Involvement of dying beta cell originated messenger molecules in differentiation of pancreatic mesenchymal stem cells under glucotoxic and glucolipotoxic conditions.


Gezginci-Oktayoglu S., Onay-Ucar E., Sancar-Bas S., Karatug-Kacar A., Arda E. Ş. N., Bolkent Ş.

Journal of cellular physiology, vol.233, no.5, pp.4235-4244, 2018 (SCI-Expanded) identifier identifier identifier

  • Publication Type: Article / Article
  • Volume: 233 Issue: 5
  • Publication Date: 2018
  • Doi Number: 10.1002/jcp.26242
  • Journal Name: Journal of cellular physiology
  • Journal Indexes: Science Citation Index Expanded (SCI-EXPANDED), Scopus
  • Page Numbers: pp.4235-4244
  • Keywords: beta cell death, differentiation, pancreatic islet derived mesenchymal stem cell, secretome, signaling molecules, INSULIN-PRODUCING CELLS, BONE-MARROW, STROMAL CELLS, FATTY-ACIDS, NO EVIDENCE, ISLETS, TRANSDIFFERENTIATION, MECHANISMS, REGULATOR, EXPOSURE
  • Istanbul University Affiliated: Yes

Abstract

Beta cell mass regulation represents a critical issue for understanding and treatment of diabetes.

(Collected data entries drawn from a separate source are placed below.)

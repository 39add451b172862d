//! Token and credential caching subsystem.
//!
//! # Data Flow
//! ```text
//! filter needs a token / decision / verdict
//!     → cache.rs (value-derived expiry, single-flight load)
//!     → miss: loader hits the secure store / identity provider
//!     → hit: cached value served until its computed expiry
//!
//! External events:
//!     tenant revoked   → evict tenant entries from every cache kind
//!     logout (session) → mark matching verdicts inactive in place
//!     logout-all       → mark all of the user's verdicts inactive
//! ```
//!
//! # Design Decisions
//! - Expiry is computed from the cached value (JWT exp, OAuth expires_in),
//!   never a fixed TTL constant
//! - One loader invocation per key; concurrent misses coalesce
//! - Access tokens never appear in logs; only a one-way hash does

pub mod cache;
pub mod credentials;
pub mod decisions;
pub mod introspection;
pub mod service;

use std::time::{Duration, Instant};

use serde::{Deserialize, Serialize};
use sha2::{Digest, Sha256};

/// Ceiling on any cache entry lifetime. Expiries come from unverified token
/// claims and provider responses, so an absurd value is clamped, not trusted:
/// adding it to `Instant::now()` unclamped would overflow.
pub(crate) const MAX_CACHE_LIFETIME: Duration = Duration::from_secs(24 * 60 * 60);

/// Expiry instant `remaining_secs` from now, clamped to [`MAX_CACHE_LIFETIME`].
pub(crate) fn clamped_expiry(remaining_secs: u64) -> Instant {
    Instant::now() + Duration::from_secs(remaining_secs).min(MAX_CACHE_LIFETIME)
}

/// An access token with optional refresh material.
#[derive(Clone, PartialEq, Eq, Serialize, Deserialize)]
pub struct Token {
    /// Bearer access token.
    pub access_token: String,

    /// Refresh token, when the grant issued one.
    pub refresh_token: Option<String>,

    /// Validity in seconds from issuance.
    pub expires_in: u64,
}

impl Token {
    /// One-way hash of the access token for diagnostics.
    pub fn hash(&self) -> String {
        token_hash(&self.access_token)
    }
}

// Debug shows the hash, never the token itself.
impl std::fmt::Debug for Token {
    fn fmt(&self, f: &mut std::fmt::Formatter<'_>) -> std::fmt::Result {
        f.debug_struct("Token")
            .field("access_token", &self.hash())
            .field("has_refresh_token", &self.refresh_token.is_some())
            .field("expires_in", &self.expires_in)
            .finish()
    }
}

/// Short SHA-256 digest of a token, safe for log output.
pub fn token_hash(token: &str) -> String {
    let digest = Sha256::digest(token.as_bytes());
    let mut out = String::with_capacity(16);
    for byte in &digest[..8] {
        out.push_str(&format!("{:02x}", byte));
    }
    out
}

The most important process in the development of diabetes is beta cell death, generally induced by glucotoxicity or glucolipotoxicity, and the regeneration mechanism of new beta cells that will replace dead beta cells is still not fully understood. The aim of this study was to investigate the generation mechanism of new beta cells by considering the compensation phase of type 2 diabetes mellitus. In this study, pancreatic islet derived mesenchymal stem cells (PI-MSCs) were isolated from adult rats and characterized. Then, beta cells isolated from rats were co-cultured with PI-MSCs and they were exposed to glucotoxicity, lipotoxicity and glucolipotoxicity conditions for 72hr. As the results apoptotic and necrotic cell death were increased in both PI-MSCs and beta cells especially by the exposure of glucotoxic and glucolipotoxic conditions to the co-culture systems. Glucotoxicity induced-differentiated beta cells were functional due to their capability of insulin secretion in response to rising glucose concentrations. Moreover, beta cell proliferation was induced in the glucotoxicity-treated co-culture system whereas suppressed in lipotoxicity or glucolipotoxicity-treated co-culture systems. In addition, 11 novel proteins, that may release from dead beta cells and have the ability to stimulate PI-MSCs in the direction of differentiation, were determined in media of glucotoxicity or glucolipotoxicity-treated co-culture systems. In conclusion, these molecules were considered as important for understanding cellular mechanism of beta cell differentiation and diabetes. Thus, they may be potential targets for diagnosis and cellular or therapeutic treatment of diabetes.